L’œuvre illustre d’autre part ce que A.Moles a appelé « le pouvoir créateur de la complexité », car 583 plages de sons ont constitué les matériaux de base de Volumes, et certaines de ces plages représentaient déjà le mixage de plusieurs dizaines de sons ; outre les « bruits », la partie électroacoustique utilise ainsi un orchestre imaginaire où 38 bassons, 10 clavecins etc. fondent leurs jeux de volumes sonores avec ceux de l’orchestre en direct.

Concernant cette notion de volume, familière depuis longtemps aux orchestrateurs, mais toujours obscure, l’auteur est parti de l’hypothèse selon laquelle elle est une des qualités principales du son, théorie qualitative excluant toute quantification, donc tout « paramètre » ; et cette qualité se manifeste sur deux plans : comme attribut intrinsèque d’un son donné, quelle que soit sa situation dans l’espace réel (et l’on peut alors parler d’un volume virtuel, qui fait par exemple que le saxophone est diffus tandis que le basson est dense) ; et comme espace réel, en relation avec un ou plusieurs groupes de haut-parleurs, et avec la situation des instrumentistes.

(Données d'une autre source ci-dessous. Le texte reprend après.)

// src/structures.rs
//! Постройки: поселения, здания и дороги
//!
//! Уровень освоенности задаёт бюджет поселений (дикая местность — ноль).
//! Площадки под поселения оцениваются по плоскости, близости воды и почве;
//! дороги прокладываются жадным спуском к цели по наименьшему уклону.

use rand::{Rng, SeedableRng};
use rand_chacha::ChaCha8Rng;
use serde::{Deserialize, Serialize};

use crate::config::TacticalMapContext;
use crate::error::GenerationError;
use crate::geology::GeologyMap;
use crate::hydrology::HydrologyMap;
use crate::seed::{MapSeed, layer};
use crate::topography::TopographyMap;

/// Что стоит на тайле
#[derive(Debug, Clone, Copy, PartialEq, Eq, Serialize, Deserialize, Default)]
pub enum StructureKind {
    #[default]
    None,
    Building,
    Road,
}

#[derive(Debug, Clone, Copy, PartialEq, Eq, Serialize, Deserialize)]
pub struct Settlement {
    pub x: usize,
    pub y: usize,
}

/// Карта построек
#[derive(Debug, Clone, Serialize, Deserialize)]
pub struct StructureMap {
    pub width: usize,
    pub height: usize,
    pub kind: Vec<StructureKind>,
    pub settlements: Vec<Settlement>,
}

impl StructureMap {
    #[must_use]
    pub fn building_count(&self) -> usize {
        self.kind
            .iter()
            .filter(|&&k| k == StructureKind::Building)
            .count()
    }
}

/// Генерирует слой построек
pub fn generate_structures(
    geology: &GeologyMap,
    topography: &TopographyMap,
    hydrology: &HydrologyMap,
    context: &TacticalMapContext,
    seed: MapSeed,
) -> Result<StructureMap, GenerationError> {
    let width = topography.width;
    let height = topography.height;
    let mut kind = vec![StructureKind::None; width * height];

    let budget = context.development_level.settlement_budget();
    if budget == 0 {
        return Ok(StructureMap {
            width,
            height,
            kind,
            settlements: Vec::new(),
        });
    }

    let mut rng = ChaCha8Rng::seed_from_u64(seed.layer_seed(layer::STRUCTURES));
    let settlements = pick_settlements(geology, topography, hydrology, budget, width, height);

    // Здания кучкуются вокруг поселения
    let per_settlement = context.development_level.buildings_per_settlement();
    for settlement in &settlements {
        let mut placed = 0;
        let mut attempts = 0;
        while placed < per_settlement && attempts < per_settlement * 8 {
            attempts += 1;
            let dx = rng.gen_range(-3i32..=3);
            let dy = rng.gen_range(-3i32..=3);
            let nx = settlement.x as i32 + dx;
            let ny = settlement.y as i32 + dy;
            if nx < 0 || nx >= width as i32 || ny < 0 || ny >= height as i32 {
                continue;
            }
            let i = (ny as usize) * width + nx as usize;
            if kind[i] != StructureKind::None
                || hydrology.is_stream[i]
                || topography.slope[i] > 15.0
            {
                continue;
            }
            kind[i] = StructureKind::Building;
            placed += 1;
        }
    }

    // Дороги между соседними по списку поселениями
    for pair in settlements.windows(2) {
        lay_road(&mut kind, topography, pair[0], pair[1]);
    }

    Ok(StructureMap {
        width,
        height,
        kind,
        settlements,
    })
}

/// Оценка площадок: плоско, сухо, есть почва, вода недалеко
fn pick_settlements(
    geology: &GeologyMap,
    topography: &TopographyMap,
    hydrology: &HydrologyMap,
    budget: usize,
    width: usize,
    height: usize,
) -> Vec<Settlement> {
    let mut scored: Vec<(f32, usize, usize)> = Vec::new();
    for y in 0..height {
        for x in 0..width {
            let i = y * width + x;
            if hydrology.is_stream[i] || topography.slope[i] > 10.0 {
                continue;
            }
            if geology.tiles[i].soil_depth < 1.0 {
                continue;
            }
            let flatness = 10.0 - topography.slope[i];
            let water_bonus = if near_water(hydrology, x, y, 4) { 5.0 } else { 0.0 };
            scored.push((flatness + water_bonus, x, y));
        }
    }
    // Стабильный порядок: счёт по убыванию, затем индекс тайла
    scored.sort_by(|a, b| {
        b.0.partial_cmp(&a.0)
            .unwrap_or(std::cmp::Ordering::Equal)
            .then_with(|| (a.2 * width + a.1).cmp(&(b.2 * width + b.1)))
    });

    let min_separation = (width.min(height) / 4).max(3);
    let mut settlements: Vec<Settlement> = Vec::new();
    for (_, x, y) in scored {
        if settlements.len() >= budget {
            break;
        }
        let far_enough = settlements.iter().all(|s| {
            let dx = s.x.abs_diff(x);
            let dy = s.y.abs_diff(y);
            dx.max(dy) >= min_separation
        });
        if far_enough {
            settlements.push(Settlement { x, y });
        }
    }
    settlements
}

fn near_water(hydrology: &HydrologyMap, x: usize, y: usize, radius: i32) -> bool {
    for dy in -radius..=radius {
        for dx in -radius..=radius {
            let nx = x as i32 + dx;
            let ny = y as i32 + dy;
            if nx >= 0
                && nx < hydrology.width as i32
                && ny >= 0
                && ny < hydrology.height as i32
                && hydrology.is_stream[(ny as usize) * hydrology.width + nx as usize]
            {
                return true;
            }
        }
    }
    false
}

/// Жадная дорога: каждый шаг строго приближает к цели, из подходящих
/// соседей берётся самый пологий
fn lay_road(
    kind: &mut [StructureKind],
    topography: &TopographyMap,
    from: Settlement,
    to: Settlement,
) {
    let width = topography.width;
    let (mut x, mut y) = (from.x as i32, from.y as i32);
    let target = (to.x as i32, to.y as i32);

    while (x, y) != target {
        let current_dist = (target.0 - x).abs().max((target.1 - y).abs());
        let mut best: Option<(f32, i32, i32)> = None;
        for dy in -1i32..=1 {
            for dx in -1i32..=1 {
                if dx == 0 && dy == 0 {
                    continue;
                }
                let nx = x + dx;
                let ny = y + dy;
                if nx < 0
                    || nx >= width as i32
                    || ny < 0
                    || ny >= topography.height as i32
                {
                    continue;
                }
                let dist = (target.0 - nx).abs().max((target.1 - ny).abs());
                if dist >= current_dist {
                    continue;
                }
                let slope = topography.slope[(ny as usize) * width + nx as usize];
                if best.is_none_or(|(s, _, _)| slope < s) {
                    best = Some((slope, nx, ny));
                }
            }
        }
        let Some((_, nx, ny)) = best else { break };
        x = nx;
        y = ny;
        let i = (y as usize) * width + x as usize;
        if kind[i] == StructureKind::None {
            kind[i] = StructureKind::Road;
        }
    }
}

#[cfg(test)]
mod tests {
    use super::*;
    use crate::config::{
        Biome, DevelopmentLevel, HydrologyConfig, TacticalMapContext, TopographyConfig,
    };
    use crate::geology::generate_geology;
    use crate::hydrology::generate_hydrology;
    use crate::topography::generate_topography;

    fn setup(
        development_level: DevelopmentLevel,
        seed: u64,
    ) -> (GeologyMap, TopographyMap, HydrologyMap, TacticalMapContext) {
        let context = TacticalMapContext {
            biome: Biome::Grassland,
            development_level,
            ..TacticalMapContext::default()
        };
        let map_seed = MapSeed::from_u64(seed);
        let geology = generate_geology(40, 40, &context, map_seed).unwrap();
        let topography = generate_topography(
            &geology,
            &context,
            &TopographyConfig { ruggedness: 0.5 },
            map_seed,
        )
        .unwrap();
        let hydrology = generate_hydrology(
            &geology,
            &topography,
            &context,
            &HydrologyConfig::default(),
            map_seed,
        )
        .unwrap();
        (geology, topography, hydrology, context)
    }

    #[test]
    fn wilderness_has_no_structures() {
        let (geology, topography, hydrology, context) = setup(DevelopmentLevel::Wilderness, 61);
        let map = generate_structures(
            &geology,
            &topography,
            &hydrology,
            &context,
            MapSeed::from_u64(61),
        )
        .unwrap();
        assert!(map.settlements.is_empty());
        assert!(map.kind.iter().all(|&k| k == StructureKind::None));
    }

    #[test]
    fn settled_map_respects_budget() {
        let (geology, topography, hydrology, context) = setup(DevelopmentLevel::Settled, 62);
        let map = generate_structures(
            &geology,
            &topography,
            &hydrology,
            &context,
            MapSeed::from_u64(62),
        )
        .unwrap();
        assert!(map.settlements.len() <= context.development_level.settlement_budget());
    }

    #[test]
    fn deterministic() {
        let (geology, topography, hydrology, context) = setup(DevelopmentLevel::Rural, 63);
        let seed = MapSeed::from_u64(63);
        let a = generate_structures(&geology, &topography, &hydrology, &context, seed).unwrap();
        let b = generate_structures(&geology, &topography, &hydrology, &context, seed).unwrap();
        assert_eq!(a.settlements, b.settlements);
        assert_eq!(a.kind, b.kind);
    }

    #[test]
    fn road_connects_two_settlements() {
        let topography = TopographyMap {
            width: 10,
            height: 10,
            elevation: vec![0.0; 100],
            slope: vec![0.0; 100],
        };
        let mut kind = vec![StructureKind::None; 100];
        lay_road(
            &mut kind,
            &topography,
            Settlement { x: 1, y: 1 },
            Settlement { x: 8, y: 8 },
        );
        let road_tiles = kind.iter().filter(|&&k| k == StructureKind::Road).count();
        assert!(road_tiles >= 7);
    }
}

Les variations de ces volumes se traduisent ainsi pour l’auditeur par des contractions ou des dilatations de l’espace sonore réel, et selon les jeux des matières sonores, par des concentrations ou des dilutions des espaces virtuels.

Commentaire

Le exemples de musique mixte antérieurs étaient très peu nombreux : Musica su due dimensioni de Maderna en 1952, Déserts de Varèse en 1954, Poésie pour pouvoir de Boulez en 1958 étaient à peu près les seuls connus, et encore Déserts alternait-il les deux composantes sans les combiner, tandis que l’œuvre de Boulez était rejetée par son auteur. Schaeffer n’avait pas tout à fait tort de m’accuser d’imprudence parce que j’employais prématurément des moyens tels que la tôle à corde sans les avoir fait officiellement tester. Mais l’œuvre était fondamentalement marquée par l’esprit de l’utopie, et ses douze pistes sur une sphère anticipaient une technologie qui n’a été disponible qu’une dizaine d’années plus tard, pour Stockhausen à Osaka. La spatialisation avait toutefois été testée en vraie dimension dans quelques réalisations exceptionnelles, comme le pavillon Philips de Xenakis à Bruxelles en 1958. Sept trombones posaient d’ailleurs également un problème d’intendance, surtout si on voulait reconstituer la famille allant du trombone soprano au trombone contrebasse. La frustration ressentie à voir l’œuvre éditée dans un disque mono (il n’y avait pas encore la stéréo) a été finalement salutaire. Elle m’a appris à relativiser l’importance des outils réclamés : autant les timbres sont devenus désormais consubstantiels à la musique, autant l’espace, malgré ses prétentions à accéder au rang de « paramètre » constitutif, n’est souvent, même pour les musiques électroacoustiques, qu’une dimension de confort ou, parfois, un maniérisme distrayant. Mais le foisonnement des couches sonores dans Volumes est beaucoup plus lisible, et prend beaucoup plus de relief, avec la stéréo, qu’aplati sur un ou deux haut-parleurs.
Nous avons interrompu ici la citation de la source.